A quiet end to a choppy week, with some intra-day volatility following stronger than expected PMIs. The Eurozone Composite PMI was 54.4 vs. 53.7 expected, while across the pond the US Composite was 53.5 vs. 51.2 expected. The reports were both replete with inflation anecdotes, while the headline figures themselves show services activity was not weak in Q1. While monetary policy has been tightened significantly over the past year, the fading of negative shocks appears to be insulating activity. Yields lifted in the wake of the figures with the US 2yr yield knee-jerking higher to 4.20% from 4.09% before the data, and over 24 hours was up 4bps to 4.18%. A similar story for the 10yr yield which was also up 4bps over 24 hours to 3.57%. US Fed Funds pricing though was not greatly moved with a 90% chance of a May rate hike, while there was some marginal reduction of cuts in H2 2023 to -53bps from -56bps. ECB pricing was also not greatly moved with 32.8bps priced for May and another 49bps of hikes thereafter. The USD initially did lift, but was not sustained with the DXY -0.0%. The AUD (-0.8%) and NZD (-0.8%) underperformed alongside a slide in Iron Ore futures (-6.3%). The S&P500 (0.1%) was little changed.
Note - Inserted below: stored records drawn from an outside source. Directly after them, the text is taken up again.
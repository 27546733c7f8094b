//! Health check handlers

use axum::{extract::State, response::Json};
use std::{sync::Arc, time::Instant};

use crate::{models::HealthCheckResponse, window::WindowStore};

/// Health check handlers
#[derive(Clone, Debug)]
pub struct HealthHandlers {
    store: Arc<WindowStore>,
    start_time: Instant,
}

impl HealthHandlers {
    pub const fn new(store: Arc<WindowStore>, start_time: Instant) -> Self {
        Self { store, start_time }
    }

    /// Health check endpoint; reads the window without mutating it
    pub async fn health_check(State(handlers): State<Self>) -> Json<HealthCheckResponse> {
        Json(HealthCheckResponse {
            status: "healthy".to_string(),
            version: env!("CARGO_PKG_VERSION").to_string(),
            uptime_seconds: handlers.start_time.elapsed().as_secs(),
            window_size: handlers.store.len(),
            window_capacity: handlers.store.capacity(),
        })
    }
}
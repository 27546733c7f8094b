//! Upstream number provider client
//!
//! Provider calls are fail-open: transport errors, non-success statuses, timeouts and
//! malformed bodies all yield an empty list.

use anyhow::{Context, Result};
use async_trait::async_trait;
use reqwest::Client;
use tracing::{debug, warn};

use crate::{
    config::ProviderEndpoints,
    errors::ProviderError,
    kind::{FetchStrategy, NumberKind},
    models::NumbersPayload,
};

/// Source of numbers for a kind
#[async_trait]
pub trait NumberProvider: Send + Sync {
    /// Fetch numbers for `kind`. `known` is the current window, submitted to derived kinds.
    ///
    /// Never fails; an unavailable provider yields an empty list.
    async fn fetch(&self, kind: NumberKind, known: &[i64]) -> Vec<i64>;
}

/// HTTP client for the external number providers
#[derive(Debug, Clone)]
pub struct HttpProviderClient {
    client: Client,
    endpoints: ProviderEndpoints,
}

impl HttpProviderClient {
    /// Build a client whose every call is bounded by `endpoints.timeout_ms`
    pub fn new(endpoints: ProviderEndpoints) -> Result<Self> {
        let client = Client::builder()
            .user_agent(concat!("average-calculator/", env!("CARGO_PKG_VERSION")))
            .timeout(endpoints.timeout())
            .build()
            .context("Failed to create HTTP client")?;

        Ok(Self { client, endpoints })
    }

    #[must_use]
    pub const fn endpoints(&self) -> &ProviderEndpoints {
        &self.endpoints
    }

    async fn try_fetch(&self, kind: NumberKind, known: &[i64]) -> Result<Vec<i64>, ProviderError> {
        let url = self.endpoints.url_for(kind);

        let mut request = match kind.strategy() {
            FetchStrategy::Derived => self.client.post(url).json(&NumbersPayload {
                numbers: known.to_vec(),
            }),
            FetchStrategy::Unconditional => self.client.get(url),
        };
        if let Some(token) = &self.endpoints.bearer_token {
            request = request.bearer_auth(token);
        }

        let response = request.send().await?;
        if !response.status().is_success() {
            return Err(ProviderError::Status(response.status().as_u16()));
        }

        let body = response.bytes().await?;
        let payload: NumbersPayload =
            serde_json::from_slice(&body).map_err(|e| ProviderError::Malformed(e.to_string()))?;

        Ok(payload.numbers)
    }
}

#[async_trait]
impl NumberProvider for HttpProviderClient {
    async fn fetch(&self, kind: NumberKind, known: &[i64]) -> Vec<i64> {
        match self.try_fetch(kind, known).await {
            Ok(numbers) => {
                debug!(kind = %kind, count = numbers.len(), "Provider returned numbers");
                numbers
            }
            Err(e) => {
                warn!(kind = %kind, error = %e, "Provider unavailable, continuing with no new numbers");
                Vec::new()
            }
        }
    }
}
First to the Global PMIs. Both the US and European PMIs beat expectations, primarily due to strong reads on the services side of the economy. The Eurozone Composite was 54.4 vs. 53.7, with Services 56.6 vs. 54.5 expected, and Manufacturing 45.5 vs. 48.0 expected. The US Composite was 53.5 vs. 51.2 expected, with Services at 53.7 vs. 51.5 expected, and Manufacturing at 50.4 vs. 49.0 expected. Worryingly, the anecdotes around inflation pointed to stickiness and perhaps some acceleration. The US PMI write-up noted: “overall output prices rose at the fastest pace for seven months. Firms stated that more accommodative demand conditions allowed them to continue passing through higher interest rates, staff wages, utility bills and material costs to clients”. (see S&P Global US PMI: Stronger demand conditions support sharper growth in April, but also bring renewed inflation momentum). On the other side of the Atlantic “services sector input costs continued to rise sharply, the rate of increase remaining elevated, often linked to higher staff costs” (see S&P Global EZ PMI: Flash Eurozone PMI hits 11-month high amid resurgent services sector).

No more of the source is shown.